--- START ---

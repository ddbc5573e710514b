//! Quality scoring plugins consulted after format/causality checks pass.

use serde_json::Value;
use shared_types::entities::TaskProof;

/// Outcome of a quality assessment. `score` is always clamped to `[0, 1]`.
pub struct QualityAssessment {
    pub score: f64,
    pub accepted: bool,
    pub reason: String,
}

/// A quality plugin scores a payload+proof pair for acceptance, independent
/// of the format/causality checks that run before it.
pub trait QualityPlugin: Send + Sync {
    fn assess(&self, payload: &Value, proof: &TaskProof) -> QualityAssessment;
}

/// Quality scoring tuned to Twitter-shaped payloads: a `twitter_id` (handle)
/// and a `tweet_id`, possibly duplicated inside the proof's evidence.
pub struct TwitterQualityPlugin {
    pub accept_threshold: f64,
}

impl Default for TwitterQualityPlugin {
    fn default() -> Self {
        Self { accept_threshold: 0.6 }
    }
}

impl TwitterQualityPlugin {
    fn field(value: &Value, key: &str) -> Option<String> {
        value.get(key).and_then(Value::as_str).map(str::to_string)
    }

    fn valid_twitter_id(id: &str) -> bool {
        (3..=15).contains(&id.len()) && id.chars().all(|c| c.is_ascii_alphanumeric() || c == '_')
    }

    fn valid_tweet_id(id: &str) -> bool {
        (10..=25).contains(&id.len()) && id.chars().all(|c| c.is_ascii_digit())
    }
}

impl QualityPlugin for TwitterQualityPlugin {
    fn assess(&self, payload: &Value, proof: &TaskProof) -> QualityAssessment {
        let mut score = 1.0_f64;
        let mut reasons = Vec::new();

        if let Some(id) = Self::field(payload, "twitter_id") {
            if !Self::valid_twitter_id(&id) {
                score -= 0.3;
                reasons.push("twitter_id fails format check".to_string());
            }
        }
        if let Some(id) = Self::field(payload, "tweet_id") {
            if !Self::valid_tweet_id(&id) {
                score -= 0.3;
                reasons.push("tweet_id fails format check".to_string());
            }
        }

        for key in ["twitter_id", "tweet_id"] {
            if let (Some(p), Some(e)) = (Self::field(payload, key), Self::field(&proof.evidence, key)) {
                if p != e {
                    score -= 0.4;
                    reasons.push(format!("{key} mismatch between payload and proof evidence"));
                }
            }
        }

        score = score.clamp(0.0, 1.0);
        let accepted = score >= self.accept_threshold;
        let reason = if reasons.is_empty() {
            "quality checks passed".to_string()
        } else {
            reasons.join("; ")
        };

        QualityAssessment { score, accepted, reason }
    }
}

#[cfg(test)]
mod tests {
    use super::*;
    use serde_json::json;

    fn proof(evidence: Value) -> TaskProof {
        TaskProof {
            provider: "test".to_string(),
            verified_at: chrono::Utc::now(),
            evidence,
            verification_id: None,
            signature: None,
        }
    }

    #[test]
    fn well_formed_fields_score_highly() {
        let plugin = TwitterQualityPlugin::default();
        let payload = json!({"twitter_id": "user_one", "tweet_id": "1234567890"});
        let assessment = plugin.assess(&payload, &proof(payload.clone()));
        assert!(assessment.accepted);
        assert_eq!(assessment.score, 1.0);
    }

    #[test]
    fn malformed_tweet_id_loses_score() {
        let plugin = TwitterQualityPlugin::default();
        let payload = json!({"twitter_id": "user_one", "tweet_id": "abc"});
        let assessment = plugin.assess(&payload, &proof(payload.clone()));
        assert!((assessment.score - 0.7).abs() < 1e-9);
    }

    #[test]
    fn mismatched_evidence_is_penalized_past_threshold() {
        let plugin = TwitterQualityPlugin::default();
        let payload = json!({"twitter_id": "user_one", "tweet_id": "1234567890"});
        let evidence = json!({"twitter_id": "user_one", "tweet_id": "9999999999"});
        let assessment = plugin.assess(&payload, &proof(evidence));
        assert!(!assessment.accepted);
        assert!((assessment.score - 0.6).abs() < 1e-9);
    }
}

--- END ---

- [Work to complete]:
In the records above, find the line containing "use super::*;"; please retype it and every line after it through the last line, exactly and with nothing else.

- [Response for this exercise]:
    use super::*;
    use serde_json::json;

    fn proof(evidence: Value) -> TaskProof {
        TaskProof {
            provider: "test".to_string(),
            verified_at: chrono::Utc::now(),
            evidence,
            verification_id: None,
            signature: None,
        }
    }

    #[test]
    fn well_formed_fields_score_highly() {
        let plugin = TwitterQualityPlugin::default();
        let payload = json!({"twitter_id": "user_one", "tweet_id": "1234567890"});
        let assessment = plugin.assess(&payload, &proof(payload.clone()));
        assert!(assessment.accepted);
        assert_eq!(assessment.score, 1.0);
    }

    #[test]
    fn malformed_tweet_id_loses_score() {
        let plugin = TwitterQualityPlugin::default();
        let payload = json!({"twitter_id": "user_one", "tweet_id": "abc"});
        let assessment = plugin.assess(&payload, &proof(payload.clone()));
        assert!((assessment.score - 0.7).abs() < 1e-9);
    }

    #[test]
    fn mismatched_evidence_is_penalized_past_threshold() {
        let plugin = TwitterQualityPlugin::default();
        let payload = json!({"twitter_id": "user_one", "tweet_id": "1234567890"});
        let evidence = json!({"twitter_id": "user_one", "tweet_id": "9999999999"});
        let assessment = plugin.assess(&payload, &proof(evidence));
        assert!(!assessment.accepted);
        assert!((assessment.score - 0.6).abs() < 1e-9);
    }
}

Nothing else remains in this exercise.